PREFÁCIO
Veja a roupa de forma bastante complexa e encantadora. Assim como ela pode ter um aspecto passivo por nos receber aceitando o nosso cheiro, suor e forma como Stallybrass aponta em “O casaco de Marx: roupas, memórias e dor”, ela também tem o poder de nos transformar, sendo assim, totalmente ativa. Fico me perguntando se Peter Stallybruss não poderia representar exatamente esta forma mais passiva de ver e entender o vestuário, e Rosane Preciosa o seu oposto. Stalybruss se interessa pelas memóridas do passado, quem possuiu, quem tocou e acariciou a roupa gasta. Já Preciosa, procura que homem ou mulher pode vir a ser à partir da roupa que saiu do forno. E concordo com ela no questionamento de que se já não somos mais tantas coisas que já fomos um dia, por que não poderíamos vir a ser aquilo que ainda não fomos?
Aliás, esta relação que tento fazer me lembra bastante a discussão que Preciosa propõe entre Antropocentrismo e Narcisismo, como se os objetos (entre eles, a roupa) só pudessem existir à partir da ação do homem sobre os mesmos. E, em seguida, Preciosa nos encoraja a pensá-los como co-produtores, já que os tecidos e outros materiais que nos envelopam podem agir numa perspectiva homogeneizadora ou em busca da singularidade.
A autora ainda nos convida a escaparmos dos modelos que existem para facilitar a nossa vida, mas que também correm o risco de estagná-la por comodismo nosso, e ir em busca do solo movediço que nos espera. Inventar outros modos de se vestir, mas, sobretudo de viver.
PRIMEIRAS PALAVRAS
“A poesia sopra onde quer (Murilo Mendes).” E pode passar absolutamente despercebida se você estiver correndo unicamente atrás do espetacular (Rosane Preciosa)!
UM INÍCIO
A roupa pode atuar como uma extensão do nosso jeito de ser, ou nos imobilizar, travando o nosso movimento natural. Entendo que isto tem absolutamente tudo a ver com as pessoas que não se conhecem, investem em tendências sem nem mesmo se questionarem como se sentem no papel que estão tentando desempenhar. Não somos personagens, e não podemos parecer “fantasiados” diante da vida. Se descubra, e automaticamente, atraía e adquira só o que “lhe cair bem”, em todos os sentidos.
TURBULENTAS PAISAGENS
Preciosa nos apresenta o novo através da fantástica analogia da montanha-russa:
“a coisa se põe a subir num ritmo controlado, seguro, previsível” (1º fase)

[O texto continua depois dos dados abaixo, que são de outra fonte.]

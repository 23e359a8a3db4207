//! Read queries for the catalog database.
//!
//! Clubs and races share one set of query shapes (slice, count, category
//! filter, state and city filters) through [`CatalogEntity`]. All listings
//! are ordered by primary key so paging over unchanged data never repeats or
//! skips an entity.

use rungroup_catalog::types::*;
use rusqlite::types::Type;
use rusqlite::{params, Connection, OptionalExtension, Row};

use crate::operations::OperationError;

// ── Entity Mapping ──────────────────────────────────────────────────────────

/// A catalog collection that can be listed, sliced and filtered.
///
/// Every implementor is stored in `TABLE` with an `address_id` column pointing
/// at its exclusively owned row in `addresses`; `SELECT_COLUMNS` selects the
/// owner as `e` and the address as `a`.
pub trait CatalogEntity: Sized {
    type Category: Category;

    /// Singular name used in error messages ("club", "race").
    const ENTITY_TYPE: &'static str;
    const TABLE: &'static str;
    const SELECT_COLUMNS: &'static str;

    fn id(&self) -> i64;
    fn category(&self) -> Self::Category;
    fn address(&self) -> &Address;
    fn from_row(row: &Row<'_>) -> rusqlite::Result<Self>;
}

impl CatalogEntity for Club {
    type Category = ClubCategory;

    const ENTITY_TYPE: &'static str = "club";
    const TABLE: &'static str = "clubs";
    const SELECT_COLUMNS: &'static str = "e.id, e.title, e.description, e.image, e.category,
        e.app_user_id, a.street, a.city, a.state, a.zip_code";

    fn id(&self) -> i64 {
        self.id
    }

    fn category(&self) -> ClubCategory {
        self.category
    }

    fn address(&self) -> &Address {
        &self.address
    }

    fn from_row(row: &Row<'_>) -> rusqlite::Result<Self> {
        Ok(Club {
            id: row.get(0)?,
            title: row.get(1)?,
            description: row.get(2)?,
            image: row.get(3)?,
            category: category_from_row(row, 4)?,
            app_user_id: row.get(5)?,
            address: address_from_row(row, 6)?,
        })
    }
}

impl CatalogEntity for Race {
    type Category = RaceCategory;

    const ENTITY_TYPE: &'static str = "race";
    const TABLE: &'static str = "races";
    const SELECT_COLUMNS: &'static str = "e.id, e.title, e.description, e.image, e.category,
        e.app_user_id, a.street, a.city, a.state, a.zip_code,
        e.start_time, e.entry_fee, e.website, e.twitter, e.facebook, e.contact";

    fn id(&self) -> i64 {
        self.id
    }

    fn category(&self) -> RaceCategory {
        self.category
    }

    fn address(&self) -> &Address {
        &self.address
    }

    fn from_row(row: &Row<'_>) -> rusqlite::Result<Self> {
        Ok(Race {
            id: row.get(0)?,
            title: row.get(1)?,
            description: row.get(2)?,
            image: row.get(3)?,
            category: category_from_row(row, 4)?,
            app_user_id: row.get(5)?,
            address: address_from_row(row, 6)?,
            start_time: row.get(10)?,
            entry_fee: row.get(11)?,
            website: row.get(12)?,
            twitter: row.get(13)?,
            facebook: row.get(14)?,
            contact: row.get(15)?,
        })
    }
}

fn select_sql<T: CatalogEntity>(filter: &str, suffix: &str) -> String {
    format!(
        "SELECT {} FROM {} e JOIN addresses a ON a.id = e.address_id {} ORDER BY e.id {}",
        T::SELECT_COLUMNS,
        T::TABLE,
        filter,
        suffix,
    )
}

/// Bind a `usize` as a SQLite integer, saturating at `i64::MAX`.
fn to_sql_int(n: usize) -> i64 {
    i64::try_from(n).unwrap_or(i64::MAX)
}

fn count_from_sql(n: i64) -> usize {
    usize::try_from(n).unwrap_or(0)
}

// ── Slices and Counts ───────────────────────────────────────────────────────

/// Return at most `take` entities starting at the `skip`-th, by ascending id.
///
/// `skip` past the end or `take == 0` yields an empty list, never an error.
pub fn slice<T: CatalogEntity>(
    conn: &Connection,
    skip: usize,
    take: usize,
) -> Result<Vec<T>, OperationError> {
    if take == 0 {
        return Ok(Vec::new());
    }
    let mut stmt = conn.prepare(&select_sql::<T>("", "LIMIT ?1 OFFSET ?2"))?;
    let rows = stmt.query_map(params![to_sql_int(take), to_sql_int(skip)], T::from_row)?;
    rows.collect::<Result<Vec<_>, _>>().map_err(Into::into)
}

/// Total number of entities, independent of any slice.
pub fn count<T: CatalogEntity>(conn: &Connection) -> Result<usize, OperationError> {
    let n: i64 = conn.query_row(&format!("SELECT COUNT(*) FROM {}", T::TABLE), [], |r| {
        r.get(0)
    })?;
    Ok(count_from_sql(n))
}

/// Like [`slice`], restricted to entities whose category equals `category` exactly.
pub fn slice_by_category<T: CatalogEntity>(
    conn: &Connection,
    category: T::Category,
    skip: usize,
    take: usize,
) -> Result<Vec<T>, OperationError> {
    if take == 0 {
        return Ok(Vec::new());
    }
    let mut stmt = conn.prepare(&select_sql::<T>(
        "WHERE e.category = ?1",
        "LIMIT ?2 OFFSET ?3",
    ))?;
    let rows = stmt.query_map(
        params![category.index(), to_sql_int(take), to_sql_int(skip)],
        T::from_row,
    )?;
    rows.collect::<Result<Vec<_>, _>>().map_err(Into::into)
}

/// Number of entities in `category`.
pub fn count_by_category<T: CatalogEntity>(
    conn: &Connection,
    category: T::Category,
) -> Result<usize, OperationError> {
    let n: i64 = conn.query_row(
        &format!("SELECT COUNT(*) FROM {} WHERE category = ?1", T::TABLE),
        params![category.index()],
        |r| r.get(0),
    )?;
    Ok(count_from_sql(n))
}

// ── Relationship Filters ────────────────────────────────────────────────────

/// Entities whose address state code equals `state_code` exactly (case-sensitive).
pub fn by_state<T: CatalogEntity>(
    conn: &Connection,
    state_code: &str,
) -> Result<Vec<T>, OperationError> {
    let mut stmt = conn.prepare(&select_sql::<T>("WHERE a.state = ?1", ""))?;
    let rows = stmt.query_map(params![state_code], T::from_row)?;
    rows.collect::<Result<Vec<_>, _>>().map_err(Into::into)
}

/// Entities whose address city contains `city` as a case-sensitive substring.
///
/// Uses `instr` rather than `LIKE` so `%` and `_` in the input match literally.
pub fn by_city<T: CatalogEntity>(conn: &Connection, city: &str) -> Result<Vec<T>, OperationError> {
    let mut stmt = conn.prepare(&select_sql::<T>("WHERE instr(a.city, ?1) > 0", ""))?;
    let rows = stmt.query_map(params![city], T::from_row)?;
    rows.collect::<Result<Vec<_>, _>>().map_err(Into::into)
}

/// Entities created by the given user.
pub fn owned_by<T: CatalogEntity>(
    conn: &Connection,
    user_id: &str,
) -> Result<Vec<T>, OperationError> {
    let mut stmt = conn.prepare(&select_sql::<T>("WHERE e.app_user_id = ?1", ""))?;
    let rows = stmt.query_map(params![user_id], T::from_row)?;
    rows.collect::<Result<Vec<_>, _>>().map_err(Into::into)
}

/// Every entity in the collection.
pub fn all<T: CatalogEntity>(conn: &Connection) -> Result<Vec<T>, OperationError> {
    let mut stmt = conn.prepare(&select_sql::<T>("", ""))?;
    let rows = stmt.query_map([], T::from_row)?;
    rows.collect::<Result<Vec<_>, _>>().map_err(Into::into)
}

/// Look up one entity by id. A missing id is `Ok(None)`.
pub fn get<T: CatalogEntity>(conn: &Connection, id: i64) -> Result<Option<T>, OperationError> {
    let mut stmt = conn.prepare(&select_sql::<T>("WHERE e.id = ?1", ""))?;
    stmt.query_row(params![id], T::from_row)
        .optional()
        .map_err(Into::into)
}

// ── States and Cities ───────────────────────────────────────────────────────

/// List all states.
pub fn all_states(conn: &Connection) -> Result<Vec<State>, OperationError> {
    let mut stmt =
        conn.prepare("SELECT id, state_name, state_code FROM states ORDER BY id")?;
    let rows = stmt.query_map([], |row| {
        Ok(State {
            id: row.get(0)?,
            state_name: row.get(1)?,
            state_code: row.get(2)?,
        })
    })?;
    rows.collect::<Result<Vec<_>, _>>().map_err(Into::into)
}

/// Cities whose state code equals `state_code` exactly.
pub fn cities_for_state(
    conn: &Connection,
    state_code: &str,
) -> Result<Vec<City>, OperationError> {
    let mut stmt = conn.prepare(&format!(
        "SELECT {CITY_COLUMNS} FROM cities WHERE state_code = ?1 ORDER BY id"
    ))?;
    let rows = stmt.query_map(params![state_code], row_to_city)?;
    rows.collect::<Result<Vec<_>, _>>().map_err(Into::into)
}

/// Find the first city with exactly this zip code.
pub fn city_by_zip(conn: &Connection, zip: i32) -> Result<Option<City>, OperationError> {
    let mut stmt = conn.prepare(&format!(
        "SELECT {CITY_COLUMNS} FROM cities WHERE zip = ?1 ORDER BY id LIMIT 1"
    ))?;
    stmt.query_row(params![zip], row_to_city)
        .optional()
        .map_err(Into::into)
}

// ── Users ───────────────────────────────────────────────────────────────────

/// List all users.
pub fn all_users(conn: &Connection) -> Result<Vec<AppUser>, OperationError> {
    let mut stmt = conn.prepare(&format!("SELECT {USER_COLUMNS} FROM users ORDER BY rowid"))?;
    let rows = stmt.query_map([], row_to_user)?;
    rows.collect::<Result<Vec<_>, _>>().map_err(Into::into)
}

/// Look up a user by id. A missing id is `Ok(None)`.
pub fn get_user(conn: &Connection, id: &str) -> Result<Option<AppUser>, OperationError> {
    let mut stmt = conn.prepare(&format!("SELECT {USER_COLUMNS} FROM users WHERE id = ?1"))?;
    stmt.query_row(params![id], row_to_user)
        .optional()
        .map_err(Into::into)
}

// ── Statistics ──────────────────────────────────────────────────────────────

/// Get overall catalog statistics.
pub fn catalog_stats(conn: &Connection) -> Result<CatalogStats, OperationError> {
    let states: i64 = conn.query_row("SELECT COUNT(*) FROM states", [], |r| r.get(0))?;
    let cities: i64 = conn.query_row("SELECT COUNT(*) FROM cities", [], |r| r.get(0))?;
    let users: i64 = conn.query_row("SELECT COUNT(*) FROM users", [], |r| r.get(0))?;
    let clubs: i64 = conn.query_row("SELECT COUNT(*) FROM clubs", [], |r| r.get(0))?;
    let races: i64 = conn.query_row("SELECT COUNT(*) FROM races", [], |r| r.get(0))?;

    Ok(CatalogStats {
        states,
        cities,
        users,
        clubs,
        races,
    })
}

/// Summary statistics for the catalog.
#[derive(Debug)]
pub struct CatalogStats {
    pub states: i64,
    pub cities: i64,
    pub users: i64,
    pub clubs: i64,
    pub races: i64,
}

// ── Row Mapping Helpers ─────────────────────────────────────────────────────

pub(crate) const CITY_COLUMNS: &str =
    "id, city_name, state_code, zip, latitude, longitude, county";

const USER_COLUMNS: &str =
    "id, user_name, email, pace, mileage, profile_image_url, city, state";

pub(crate) fn row_to_city(row: &Row<'_>) -> rusqlite::Result<City> {
    Ok(City {
        id: row.get(0)?,
        city_name: row.get(1)?,
        state_code: row.get(2)?,
        zip: row.get(3)?,
        latitude: row.get(4)?,
        longitude: row.get(5)?,
        county: row.get(6)?,
    })
}

fn row_to_user(row: &Row<'_>) -> rusqlite::Result<AppUser> {
    Ok(AppUser {
        id: row.get(0)?,
        user_name: row.get(1)?,
        email: row.get(2)?,
        pace: row.get(3)?,
        mileage: row.get(4)?,
        profile_image_url: row.get(5)?,
        city: row.get(6)?,
        state: row.get(7)?,
    })
}

fn address_from_row(row: &Row<'_>, start: usize) -> rusqlite::Result<Address> {
    Ok(Address {
        street: row.get(start)?,
        city: row.get(start + 1)?,
        state: row.get(start + 2)?,
        zip_code: row.get(start + 3)?,
    })
}

fn category_from_row<C: Category>(row: &Row<'_>, idx: usize) -> rusqlite::Result<C> {
    let index: i32 = row.get(idx)?;
    C::from_index(index).ok_or_else(|| {
        rusqlite::Error::FromSqlConversionFailure(
            idx,
            Type::Integer,
            Box::new(CategoryParseError(index.to_string())),
        )
    })
}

“a precipitação súbita” (2º fase)
“síncope final e definitiva” (3º fase). Nos empurra sem cerimônia para frente e nos obriga a provar sucessivas desestabilizações.
A idéia de autoprodução contínua do mundo e de nós mesmos, tidos como muito mais do que um acontecimento biológico concluído tem absoluta relação com a visão que tenho do ser humano e que encontro na abordagem que escolhi para seguir: Centrada na Pessoa. Um homem que está em constante movimento, se atualizando e em busca do funcionamento pleno. A autora ainda complementa que de nada adiantaria nos refugiarmos numa identidade, como uma espécie de guarita, que nos isolasse do horror que sentimos diante das rupturas vivenciadas. Mas que, ainda assim, reagimos furiosamente diante do que não mais se parece conosco, medidas que tomamos apenas para nos proteger.
Isto tudo me faz pensar em todos os padrões que aceitamos sem questionar mesmo presenciando verdadeiro absurdos em prol disto. Como psicóloga de imagem, falo sim da ditadura da magreza que bombardeia toda mulher e que “castiga” de foma mais profunda as nossas modelos. Por que não inovar? E o mais controverso, inovar com nada menos do que a realidade, mulheres na passarela que fossem mulheres reais e não cabides de estilistas. Lembrando que Ronaldo Fraga revolucionou levando a passarela idosos e crianças em uma das edições do São Paulo Fashion Week.
Por fim, Preciosa faz uma avaliação histórica incrível do vestuário dizendo que “A roupa que já nos socorreu em meio as intempéries, já nos cobriu as “vergonhas”, descolou dessa funcionalidade básica e complexificou seu discurso: ela nos exibe como, de fato, nos constituímos ou de como desejaríamos nos constituir… O que exige que estejamos bastante atentos ao sentido das peles que iremos sobrepor às nossas” (págs.29 e 30).